Continuing Coverage: District posts LQMS test results online
DSUSD calls it junk science, a theory based on no scientific facts or evidence.
“We are experiencing a barrage of baseless allegations,” said Dr. Gary Rutherford, superintendent of the Desert Sands Unified School District.
“We did a study, peer-reviewed, and it shows the cancers in the teachers were directly related to their exposure to dirty electricity. I stand by my work and he’s wrong,” said Dr. Sam Milham, a physician-epidemiologist who specializes in the health effects of electricity and high frequency electrical pollutants.
Milham is published in more than 100 peer-reviewed science and medical journal reports.
He says if DSUSD wants to scientifically refute his 2008 American Journal of Industrial Medicine report, it will have to prove that exposure to high frequency voltage transients, a form of radio-frequency radiation, doesn’t exist at the school site and doesn’t predict cancer rates.
“They measured the wrong thing,” Milham said.
At Tuesday night’s board meeting the district pointed to its website to find the tests conducted on La Quinta Middle School between 2004 and 2007, as well as one test done as a result of our News Channel 3 investigation in February.
Two of the tests presented on the site were conducted on low-frequency magnetic fields at the school and deemed it clean. (See EMF study conducted by Hygienetics Environmental Services and ELF Magnetic Field Mitigation Report by Field Management Services Corp.)
“We didn’t measure magnetic fields. We measured high frequency voltage. Electric field transients. It’s a different animal,” Milham said.
Milham also claims the equipment used in the testing presented by the district is insufficient, based on his knowledge on the field of electricity, electromagnetic fields, and high frequency voltage.
One of the firms contracted by DSUSD is FBA Engineering. We spoke with a representative for the company over the phone, who told us FBA didn’t use equipment at all.
The Orange County firm said it did a “visual assessment” of the school site in 2006 and “observed” whether switchboards and transformers were in good condition.
FBA said it did no testing because it wasn’t in their line of expertise, and because it didn’t have the tools or equipment. We sent that representative the document posted to DSUSD’s website for review and are waiting for response.

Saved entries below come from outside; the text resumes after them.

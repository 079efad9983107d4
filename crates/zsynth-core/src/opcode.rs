//! Stack effects of the instructions the synthesizer models.

use revm::bytecode::opcode::{self, OpCode};

// ============================================================
// Number of stack inputs/outputs per opcode
// ============================================================

/// How many values this opcode pops from the stack, or `None` when the
/// synthesizer has no model for it.
pub fn opcode_input_count(op: u8) -> Option<usize> {
  Some(match op {
    opcode::STOP | opcode::JUMPDEST | opcode::PC | opcode::MSIZE | opcode::GAS => 0,
    opcode::ADD
    | opcode::SUB
    | opcode::MUL
    | opcode::DIV
    | opcode::SDIV
    | opcode::MOD
    | opcode::SMOD
    | opcode::EXP
    | opcode::SIGNEXTEND => 2,
    opcode::ADDMOD | opcode::MULMOD => 3,
    opcode::LT | opcode::GT | opcode::SLT | opcode::SGT | opcode::EQ => 2,
    opcode::ISZERO | opcode::NOT => 1,
    opcode::AND | opcode::OR | opcode::XOR | opcode::BYTE | opcode::SHL | opcode::SHR | opcode::SAR => 2,
    opcode::KECCAK256 => 2,
    opcode::ADDRESS
    | opcode::ORIGIN
    | opcode::CALLER
    | opcode::CALLVALUE
    | opcode::CALLDATASIZE
    | opcode::CODESIZE
    | opcode::GASPRICE
    | opcode::RETURNDATASIZE => 0,
    opcode::BALANCE | opcode::CALLDATALOAD | opcode::EXTCODESIZE | opcode::EXTCODEHASH => 1,
    opcode::CALLDATACOPY | opcode::CODECOPY | opcode::RETURNDATACOPY => 3,
    opcode::EXTCODECOPY => 4,
    opcode::BLOCKHASH => 1,
    opcode::COINBASE
    | opcode::TIMESTAMP
    | opcode::NUMBER
    | opcode::DIFFICULTY
    | opcode::GASLIMIT
    | opcode::CHAINID
    | opcode::SELFBALANCE
    | opcode::BASEFEE => 0,
    opcode::POP | opcode::MLOAD | opcode::SLOAD | opcode::JUMP => 1,
    opcode::MSTORE | opcode::MSTORE8 | opcode::SSTORE | opcode::JUMPI => 2,
    opcode::MCOPY => 3,
    op if (opcode::PUSH0..=opcode::PUSH32).contains(&op) => 0,
    op if (opcode::DUP1..=opcode::DUP16).contains(&op) => (op - opcode::DUP1 + 1) as usize,
    op if (opcode::SWAP1..=opcode::SWAP16).contains(&op) => (op - opcode::SWAP1 + 2) as usize,
    op if (opcode::LOG0..=opcode::LOG4).contains(&op) => (op - opcode::LOG0 + 2) as usize,
    opcode::CALL | opcode::CALLCODE => 7,
    opcode::DELEGATECALL | opcode::STATICCALL => 6,
    opcode::RETURN | opcode::REVERT => 2,
    _ => return None,
  })
}

/// How many values this opcode pushes onto the stack.
pub fn opcode_output_count(op: u8) -> Option<usize> {
  Some(match op {
    opcode::STOP | opcode::JUMPDEST | opcode::JUMP | opcode::JUMPI | opcode::POP => 0,
    opcode::MSTORE | opcode::MSTORE8 | opcode::SSTORE | opcode::MCOPY => 0,
    opcode::CALLDATACOPY | opcode::CODECOPY | opcode::RETURNDATACOPY | opcode::EXTCODECOPY => 0,
    opcode::RETURN | opcode::REVERT => 0,
    op if (opcode::LOG0..=opcode::LOG4).contains(&op) => 0,
    op if (opcode::DUP1..=opcode::DUP16).contains(&op) => (op - opcode::DUP1 + 2) as usize,
    op if (opcode::SWAP1..=opcode::SWAP16).contains(&op) => (op - opcode::SWAP1 + 2) as usize,
    op => {
      opcode_input_count(op)?;
      1
    }
  })
}

pub fn opcode_name(op: u8) -> &'static str {
  OpCode::new(op).map(|code| code.as_str()).unwrap_or("UNKNOWN")
}

/// Immediate bytes following a PUSH opcode.
pub fn push_size(op: u8) -> Option<usize> {
  (opcode::PUSH0..=opcode::PUSH32)
    .contains(&op)
    .then(|| (op - opcode::PUSH0) as usize)
}

#[cfg(test)]
mod tests {
  use super::*;

  #[test]
  fn test_stack_effects() {
    assert_eq!(opcode_input_count(opcode::ADD), Some(2));
    assert_eq!(opcode_output_count(opcode::ADD), Some(1));
    assert_eq!(opcode_input_count(opcode::DUP3), Some(3));
    assert_eq!(opcode_output_count(opcode::DUP3), Some(4));
    assert_eq!(opcode_input_count(opcode::SWAP1), Some(2));
    assert_eq!(opcode_input_count(opcode::LOG2), Some(4));
    assert_eq!(opcode_output_count(opcode::CALL), Some(1));
    assert_eq!(opcode_output_count(opcode::SSTORE), Some(0));
  }

  #[test]
  fn test_unmodelled_opcodes() {
    assert_eq!(opcode_input_count(opcode::CREATE), None);
    assert_eq!(opcode_output_count(opcode::SELFDESTRUCT), None);
    assert_eq!(opcode_input_count(opcode::TLOAD), None);
  }

  #[test]
  fn test_names_and_push_sizes() {
    assert_eq!(opcode_name(opcode::KECCAK256), "KECCAK256");
    assert_eq!(push_size(opcode::PUSH0), Some(0));
    assert_eq!(push_size(opcode::PUSH32), Some(32));
    assert_eq!(push_size(opcode::ADD), None);
  }
}
//! Instruction handler.
//!
//! A step is handled once the next event of its frame arrives, so the
//! interpreter's result is known: every symbolic result is checked against it
//! and the whole symbolic stack must agree with the real one afterwards.

use super::{CallContext, Synthesizer};
use crate::arith::ArithOp;
use crate::buffer::ReservedVariable;
use crate::data_point::DataPoint;
use crate::error::{Result, SynthError, ensure_matches};
use crate::memory::{MemoryEntry, MemoryPt};
use crate::opcode::{opcode_input_count, opcode_name, opcode_output_count, push_size};
use crate::storage::StorageBackend;
use crate::trace::{FinalState, MessageKind, MessageRecord, StepRecord};
use crate::transaction::{CALLDATA_LEN, SELECTOR_BYTES, address_word};
use revm::bytecode::opcode;
use revm::primitives::U256;
use tracing::{debug, trace};

const PRECOMPILES: u64 = 10;

/// Interpreter state after a step.
struct PostState<'s> {
  stack: &'s [U256],
  memory: &'s [u8],
}

impl PostState<'_> {
  fn top(&self) -> Result<U256> {
    self
      .stack
      .first()
      .copied()
      .ok_or_else(|| SynthError::divergence("interpreter stack is empty after a push"))
  }
}

/// `(offset, len)` of a memory range, `None` when empty.
fn memory_range(offset: U256, len: U256) -> Result<Option<(usize, usize)>> {
  if len.is_zero() {
    return Ok(None);
  }
  let limit = U256::from(u32::MAX);
  if offset > limit || len > limit {
    return Err(SynthError::precondition(format!(
      "memory range {offset:#x}+{len:#x} is out of reach"
    )));
  }
  Ok(Some((offset.to::<usize>(), len.to::<usize>())))
}

fn memory_slice(memory: &[u8], offset: usize, len: usize) -> Vec<u8> {
  (offset..offset + len)
    .map(|addr| memory.get(addr).copied().unwrap_or(0))
    .collect()
}

fn check_stack(context: &CallContext, real: &[U256]) -> Result<()> {
  if context.stack.len() != real.len() {
    return Err(SynthError::divergence(format!(
      "symbolic stack holds {} items, interpreter {}",
      context.stack.len(),
      real.len()
    )));
  }
  for (depth, (symbolic, actual)) in context.stack.iter_top_first().zip(real).enumerate() {
    ensure_matches(&format!("stack item {depth}"), symbolic.value, *actual)?;
  }
  Ok(())
}

fn check_memory(context: &CallContext, post: &PostState, offset: usize, len: usize) -> Result<()> {
  if context.memory.view(offset, len) != memory_slice(post.memory, offset, len) {
    return Err(SynthError::divergence(format!(
      "memory {offset}..{} differs from the interpreter",
      offset + len
    )));
  }
  Ok(())
}
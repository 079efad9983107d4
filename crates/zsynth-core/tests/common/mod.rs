//! Hand-built single-frame traces against a signed transaction.
#![allow(dead_code)]

use revm::bytecode::opcode;
use revm::primitives::{Address, U256};
use zsynth_core::circuit::{self, Circuit, NativeEvaluator};
use zsynth_core::config::{BufferCapacity, Catalogue, FrontendConfig};
use zsynth_core::crypto::eddsa::EddsaKeypair;
use zsynth_core::storage::MerkleStorage;
use zsynth_core::synthesizer::{SynthesisOutput, Synthesizer};
use zsynth_core::trace::{FinalState, MessageKind, MessageRecord, StepRecord, StorageWrite, TraceEvent};
use zsynth_core::transaction::{BlockInfo, L2Transaction, SignedTransaction};

pub const CONTRACT: Address = Address::repeat_byte(0xcc);

pub struct Fixture {
  pub tx: SignedTransaction,
  pub sender: Address,
  pub storage: MerkleStorage,
  pub block: BlockInfo,
}

impl Fixture {
  pub fn new(slots: &[(u64, u64)]) -> Self {
    Self::with_inputs(slots, &[U256::from(3u64)])
  }

  pub fn with_inputs(slots: &[(u64, u64)], inputs: &[U256]) -> Self {
    let keypair = EddsaKeypair::from_seed(b"integration test sender").unwrap();
    let tx = L2Transaction::new(1, CONTRACT, [0x12, 0x34, 0x56, 0x78], inputs)
      .unwrap()
      .sign(&keypair)
      .unwrap();
    let sender = tx.sender().unwrap();
    let storage = MerkleStorage::new(
      FrontendConfig::default().mt_depth,
      slots.iter().map(|(k, v)| (U256::from(*k), U256::from(*v))),
    )
    .unwrap();
    Self {
      tx,
      sender,
      storage,
      block: BlockInfo::default(),
    }
  }

  pub fn open(&self) -> TraceEvent {
    TraceEvent::BeforeMessage(MessageRecord {
      depth: 0,
      kind: MessageKind::Call,
      caller: self.sender,
      target: CONTRACT,
      code_address: CONTRACT,
      value: U256::ZERO,
      calldata: self.tx.tx.calldata(),
    })
  }

  /// `stack` is listed top first.
  pub fn step(&self, pc: usize, op: u8, stack: &[u64]) -> TraceEvent {
    TraceEvent::Step(StepRecord {
      pc,
      opcode: op,
      depth: 0,
      stack: stack.iter().map(|v| U256::from(*v)).collect(),
      memory: Vec::new(),
      code_address: CONTRACT,
      this_address: CONTRACT,
      caller: self.sender,
      origin: self.sender,
    })
  }

  pub fn close(&self, stack: &[u64]) -> TraceEvent {
    self.close_words(stack.iter().map(|v| U256::from(*v)).collect())
  }

  /// Like [`Fixture::step`] for full-width stack words.
  pub fn step_words(&self, pc: usize, op: u8, stack: Vec<U256>) -> TraceEvent {
    let TraceEvent::Step(mut record) = self.step(pc, op, &[]) else {
      unreachable!()
    };
    record.stack = stack;
    TraceEvent::Step(record)
  }

  pub fn close_words(&self, stack: Vec<U256>) -> TraceEvent {
    TraceEvent::AfterMessage(FinalState {
      depth: 0,
      success: true,
      return_data: Vec::new(),
      stack,
      memory: Vec::new(),
    })
  }

  pub fn synthesizer(&self) -> Synthesizer<'_, MerkleStorage> {
    Synthesizer::new(FrontendConfig::default(), &self.storage, &self.tx, &self.block).unwrap()
  }

  pub fn synthesize(&self, events: Vec<TraceEvent>, writes: &[StorageWrite]) -> zsynth_core::Result<SynthesisOutput> {
    self.synthesizer().run(&mut events.into_iter(), writes)
  }

  /// `PUSH1 7; PUSH1 5; ADD; STOP`
  pub fn add_trace(&self, result: u64) -> Vec<TraceEvent> {
    vec![
      self.open(),
      self.step(0, opcode::PUSH1, &[]),
      self.step(2, opcode::PUSH1, &[7]),
      self.step(4, opcode::ADD, &[5, 7]),
      self.step(5, opcode::STOP, &[result]),
      self.close(&[result]),
    ]
  }
}

pub fn catalogue() -> Catalogue {
  Catalogue::synthetic(FrontendConfig::default(), BufferCapacity::default()).unwrap()
}

pub fn build(output: &SynthesisOutput) -> zsynth_core::Result<Circuit> {
  circuit::build(output, &catalogue(), &NativeEvaluator)
}
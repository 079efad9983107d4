//! Arithmetic manager: operator placements and the multi-placement protocols
//! built on top of them.

use super::state::CircuitState;
use crate::arith::{ArithOp, ops};
use crate::buffer::ReservedVariable;
use crate::crypto::{merkle, poseidon};
use crate::data_point::{DataPoint, Placement};
use crate::error::{Result, SynthError};
use revm::primitives::U256;
use tracing::debug;

/// A Jubjub point as a pair of coordinate wires.
pub type PointPt = (DataPoint, DataPoint);

const POSEIDON_RATE: usize = poseidon::RATE;
const POSEIDON_2X_INPUTS: usize = POSEIDON_RATE * POSEIDON_RATE;
const MAX_MERKLE_BATCH: usize = 3;

impl CircuitState {
  /// Append one operator placement and return its output wires.
  pub fn place_arith(&mut self, op: ArithOp, inputs: &[DataPoint]) -> Result<Vec<DataPoint>> {
    if op.has_byte_sized_first_operand()
      && let Some(first) = inputs.first()
      && first.value > U256::from(255u64)
    {
      return Err(SynthError::precondition(format!(
        "{} operand {:#x} exceeds 255",
        op.usage(),
        first.value
      )));
    }
    let values: Vec<U256> = inputs.iter().map(|input| input.value).collect();
    let outputs = ops::evaluate(op, &values)?;

    let mut placement = Placement::new(op.subcircuit(), op.usage());
    if let Some(selector) = op.selector() {
      let selector_pt = self.load_shared_static(selector, 128, &format!("Selector of {}", op.usage()))?;
      placement.inputs.push(selector_pt);
    }
    placement.inputs.extend_from_slice(inputs);
    self.push_placement(placement, &outputs, op.output_bit_size())
  }

  /// Convenience for single-output operators.
  pub fn place_arith_single(&mut self, op: ArithOp, inputs: &[DataPoint]) -> Result<DataPoint> {
    self
      .place_arith(op, inputs)?
      .into_iter()
      .next()
      .ok_or_else(|| SynthError::referential(format!("{} produced no output", op.usage())))
  }

  /// Fold `inputs` down to a single Poseidon digest.
  pub fn place_poseidon(&mut self, inputs: &[DataPoint]) -> Result<DataPoint> {
    let mut level = inputs.to_vec();
    if level.is_empty() {
      level.push(self.poseidon_padding()?);
    }
    loop {
      level = if level.len() % POSEIDON_2X_INPUTS == 0 {
        level
          .chunks(POSEIDON_2X_INPUTS)
          .map(|chunk| self.place_arith_single(ArithOp::Poseidon2xCompress, chunk))
          .collect::<Result<Vec<_>>>()?
      } else {
        while level.len() % POSEIDON_RATE != 0 {
          level.push(self.poseidon_padding()?);
        }
        level
          .chunks(POSEIDON_RATE)
          .map(|chunk| self.place_arith_single(ArithOp::Poseidon, chunk))
          .collect::<Result<Vec<_>>>()?
      };
      if level.len() == 1 {
        return level
          .pop()
          .ok_or_else(|| SynthError::referential("empty Poseidon level"));
      }
    }
  }

  fn poseidon_padding(&mut self) -> Result<DataPoint> {
    self.load_shared_static(U256::ZERO, 255, "Poseidon padding")
  }

  /// `base ** exponent` via bit decomposition and batched square-and-multiply.
  pub fn place_exp(&mut self, base: &DataPoint, exponent: &DataPoint) -> Result<DataPoint> {
    let bits = self.place_arith(ArithOp::DecToBit, std::slice::from_ref(exponent))?;
    let mut acc = self.load_shared_static(U256::from(1u64), 256, "Exponentiation seed")?;
    let mut power = base.clone();
    for chunk in bits.chunks(self.frontend.arith_exp_batch_size) {
      let mut inputs = vec![acc, power];
      inputs.extend_from_slice(chunk);
      let mut outputs = self.place_arith(ArithOp::SubExpBatch, &inputs)?.into_iter();
      let (Some(next_acc), Some(next_power)) = (outputs.next(), outputs.next()) else {
        return Err(SynthError::referential("SubExpBatch produced fewer than two outputs"));
      };
      acc = next_acc;
      power = next_power;
    }
    Ok(acc)
  }

  /// Scalar multiplication of `point` by the LSB-first `bits`.
  pub fn place_jubjub_exp(&mut self, point: &PointPt, bits: &[DataPoint]) -> Result<PointPt> {
    let mut acc = (
      self.reserved(ReservedVariable::JubjubPoiX)?,
      self.reserved(ReservedVariable::JubjubPoiY)?,
    );
    let mut base = point.clone();
    for chunk in bits.chunks(self.frontend.jubjub_exp_batch_size) {
      let mut inputs = vec![acc.0, acc.1, base.0, base.1];
      inputs.extend_from_slice(chunk);
      let outputs = self.place_arith(ArithOp::JubjubExpBatch, &inputs)?;
      let [ax, ay, bx, by]: [DataPoint; 4] = outputs
        .try_into()
        .map_err(|_| SynthError::referential("JubjubExpBatch must produce four outputs"))?;
      acc = (ax, ay);
      base = (bx, by);
    }
    Ok(acc)
  }

  /// Authenticate `leaf` at `index` against `root` along `siblings`, one
  /// entry per tree level from the leaf up.
  pub fn place_merkle_verification(
    &mut self,
    index: &DataPoint,
    leaf: &DataPoint,
    siblings: &[[U256; 3]],
    root: &DataPoint,
  ) -> Result<()> {
    if siblings.len() != self.frontend.mt_depth {
      return Err(SynthError::precondition(format!(
        "Merkle path has {} levels, tree depth is {}",
        siblings.len(),
        self.frontend.mt_depth
      )));
    }
    let mut child_index = index.clone();
    let mut child = leaf.clone();
    let mut consumed = 0;
    while consumed < siblings.len() {
      let batch = MAX_MERKLE_BATCH.min(siblings.len() - consumed);
      let levels = &siblings[consumed..consumed + batch];
      let op = ArithOp::merkle_for_levels(batch)
        .ok_or_else(|| SynthError::precondition(format!("no Merkle template for {batch} levels")))?;

      let mut inputs = vec![child_index, child];
      for sibling in levels.iter().flatten() {
        inputs.push(self.add_reserved_input(ReservedVariable::MerkleProof, *sibling)?);
      }
      consumed += batch;
      let (parent_index, parent) = if consumed == siblings.len() {
        (self.load_shared_static(U256::ZERO, 255, "Merkle root index")?, root.clone())
      } else {
        let (index_value, node_value) = merkle::climb(inputs[0].value, inputs[1].value, levels)?;
        (
          self.add_reserved_input(ReservedVariable::MerkleProof, index_value)?,
          self.add_reserved_input(ReservedVariable::MerkleProof, node_value)?,
        )
      };
      inputs.push(parent_index.clone());
      inputs.push(parent.clone());
      self.place_arith(op, &inputs)?;
      child_index = parent_index;
      child = parent;
    }
    Ok(())
  }

  /// Verify the transaction signature in-circuit and derive the sender.
  ///
  /// The challenge hashes the randomizer, the public key and the twelve
  /// message words. `s·G == R + e·A` is checked by EdDsaVerify, and the origin
  /// is the masked Poseidon digest of the public key.
  pub fn place_origin(&mut self) -> Result<DataPoint> {
    use ReservedVariable as V;
    let randomizer = (self.reserved(V::EddsaRandomizerX)?, self.reserved(V::EddsaRandomizerY)?);
    let public_key = (self.reserved(V::EddsaPublicKeyX)?, self.reserved(V::EddsaPublicKeyY)?);
    let mut challenge_inputs = vec![
      randomizer.0.clone(),
      randomizer.1.clone(),
      public_key.0.clone(),
      public_key.1.clone(),
      self.reserved(V::TransactionNonce)?,
      self.reserved(V::ContractAddress)?,
      self.reserved(V::FunctionSelector)?,
    ];
    for i in 0..crate::buffer::TRANSACTION_INPUTS as u8 {
      challenge_inputs.push(self.reserved(V::TransactionInput(i))?);
    }
    let challenge = self.place_poseidon(&challenge_inputs)?;

    let signature = self.reserved(V::EddsaSignature)?;
    let s_bits = self.place_arith(ArithOp::DecToBit, &[signature])?;
    let e_bits = self.place_arith(ArithOp::DecToBit, &[challenge])?;
    let generator = (self.reserved(V::JubjubBaseX)?, self.reserved(V::JubjubBaseY)?);
    let s_g = self.place_jubjub_exp(&generator, &s_bits)?;
    let e_a = self.place_jubjub_exp(&public_key, &e_bits)?;
    self.place_arith(
      ArithOp::EdDsaVerify,
      &[s_g.0, s_g.1, randomizer.0, randomizer.1, e_a.0, e_a.1],
    )?;

    let key_hash = self.place_poseidon(&[public_key.0, public_key.1])?;
    let mask = self.reserved(V::AddressMask)?;
    let origin = self.place_arith_single(ArithOp::And, &[key_hash, mask])?;
    debug!(origin = %format!("{:#x}", origin.value), "sender recovered from signature");
    Ok(origin)
  }
}

#[cfg(test)]
mod tests {
  use super::*;
  use crate::buffer::BufferKind;
  use crate::config::FrontendConfig;
  use crate::crypto::merkle::MerkleTree;

  fn state() -> CircuitState {
    CircuitState::new(FrontendConfig::default())
  }

  fn input(state: &mut CircuitState, v: U256) -> DataPoint {
    state.load_static(v, 256, Some("test input".into())).unwrap()
  }

  #[test]
  fn test_add_placement_prepends_selector() {
    let mut state = state();
    let a = input(&mut state, U256::from(5u64));
    let b = input(&mut state, U256::from(7u64));
    let out = state.place_arith(ArithOp::Add, &[a.clone(), b.clone()]).unwrap();
    assert_eq!(out.len(), 1);
    assert_eq!(out[0].value, U256::from(12u64));
    let placement = state.placements().last().unwrap();
    assert_eq!(placement.usage, "ADD");
    assert_eq!(placement.inputs.len(), 3);
    assert_eq!(placement.inputs[0].value, U256::from(2u64));
    assert_eq!(placement.inputs[0].source, BufferKind::EvmIn.index());
    assert_eq!(placement.inputs[1], a);
    assert_eq!(placement.inputs[2], b);
  }

  #[test]
  fn test_shift_operand_above_255_is_rejected() {
    let mut state = state();
    let shift = input(&mut state, U256::from(256u64));
    let value = input(&mut state, U256::from(1u64));
    let err = state.place_arith(ArithOp::Shl, &[shift, value]).unwrap_err();
    assert!(matches!(err, SynthError::Precondition(_)));
  }

  #[test]
  fn test_dangling_input_is_referential() {
    let mut state = state();
    let ghost = DataPoint::new(42, 0, 256, U256::from(1u64)).unwrap();
    let other = input(&mut state, U256::from(1u64));
    let err = state.place_arith(ArithOp::Add, &[ghost, other]).unwrap_err();
    assert!(matches!(err, SynthError::Referential(_)));
  }

  #[test]
  fn test_poseidon_matches_native_fold() {
    for n in [1usize, 2, 4, 5, 16, 17] {
      let mut state = state();
      let values: Vec<U256> = (0..n as u64).map(|v| U256::from(v + 3)).collect();
      let inputs: Vec<DataPoint> = values.iter().map(|v| input(&mut state, *v)).collect();
      let digest = state.place_poseidon(&inputs).unwrap();
      assert_eq!(digest.value, poseidon::poseidon_fold(&values).unwrap(), "n = {n}");
    }
  }

  #[test]
  fn test_sixteen_inputs_use_one_compress_placement() {
    let mut state = state();
    let inputs: Vec<DataPoint> = (0..16u64).map(|v| input(&mut state, U256::from(v))).collect();
    let before = state.placements().len();
    state.place_poseidon(&inputs).unwrap();
    assert_eq!(state.placements().len(), before + 1);
    assert_eq!(state.placements().last().unwrap().usage, "Poseidon2xCompress");
  }

  #[test]
  fn test_exp_chain() {
    let mut state = state();
    let base = input(&mut state, U256::from(3u64));
    let exponent = input(&mut state, U256::from(13u64));
    let result = state.place_exp(&base, &exponent).unwrap();
    assert_eq!(result.value, U256::from(3u64).pow(U256::from(13u64)));
    let batches = state
      .placements()
      .iter()
      .filter(|p| p.usage == "SubExpBatch")
      .count();
    assert_eq!(batches, 256 / FrontendConfig::default().arith_exp_batch_size);
  }

  #[test]
  fn test_merkle_verification_batches() {
    for depth in [1usize, 2, 4, 5] {
      let frontend = FrontendConfig {
        mt_depth: depth,
        ..FrontendConfig::default()
      };
      let mut state = CircuitState::new(frontend);
      let leaves: Vec<U256> = (0..4usize.pow(depth as u32)).map(|i| U256::from(i as u64 * 11)).collect();
      let tree = MerkleTree::new(depth, leaves).unwrap();
      let proof = tree.proof(2).unwrap();
      let root = state
        .add_reserved_input(ReservedVariable::OtherContractStorageIn, tree.root())
        .unwrap();
      let index = state.add_reserved_input(ReservedVariable::InMtIndex, U256::from(2u64)).unwrap();
      let leaf = state.add_reserved_input(ReservedVariable::InValue, proof.leaf).unwrap();
      state
        .place_merkle_verification(&index, &leaf, &proof.siblings, &root)
        .unwrap();
      let usages: Vec<&str> = state.placements()[5..].iter().map(|p| p.usage.as_str()).collect();
      let expected: Vec<&str> = match depth {
        1 => vec!["VerifyMerkleProof"],
        2 => vec!["VerifyMerkleProof2x"],
        4 => vec!["VerifyMerkleProof3x", "VerifyMerkleProof"],
        _ => vec!["VerifyMerkleProof3x", "VerifyMerkleProof2x"],
      };
      assert_eq!(usages, expected, "depth {depth}");
    }
  }

  #[test]
  fn test_merkle_verification_rejects_mutated_sibling() {
    let mut state = state();
    let leaves: Vec<U256> = (0..16u64).map(U256::from).collect();
    let tree = MerkleTree::new(2, leaves).unwrap();
    let mut proof = tree.proof(5).unwrap();
    proof.siblings[1][2] ^= U256::from(1u64);
    let root = state
      .add_reserved_input(ReservedVariable::OtherContractStorageIn, tree.root())
      .unwrap();
    let index = state.add_reserved_input(ReservedVariable::InMtIndex, U256::from(5u64)).unwrap();
    let leaf = state.add_reserved_input(ReservedVariable::InValue, proof.leaf).unwrap();
    let err = state
      .place_merkle_verification(&index, &leaf, &proof.siblings, &root)
      .unwrap_err();
    assert!(matches!(err, SynthError::Precondition(_)));
  }
}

Meanwhile, the district also posted the results from internal testing done in February by district personnel, once again looking at magnetic fields. That test was conducted by a district operations manager and district maintenance worker.
“Voltage is electric fields and they’re looking at magnetic fields that don’t go above 1,000 cycles a second so you can’t expect them to work,” Milham said. The cycles per second in high frequency voltage transients (spikes in excess energy) are in the thousands in certain classrooms at LQMS, according to Milham and his colleague, Lloyd Morgan.
Milham says the meters the district used can’t measure high frequency electric fields which, according to the World Health Organization induce electrical currents in the human body.
Milham says those levels are off the charts in parts of La Quinta Middle School and over time can wreck someone’s immune system. He says the school never analyzed whether there was an increased rate of cancer in classrooms that had high readings of high frequency electric fields (what Milham refers to as dirty electricity).
“The rate of change of voltage over time. That’s what the meter measures and that’s what correlates with the cancer,” Milham said, referring to the oscilloscope he used to measure the classrooms at La Quinta Middle School when a teacher helped him gain access to the school after hours.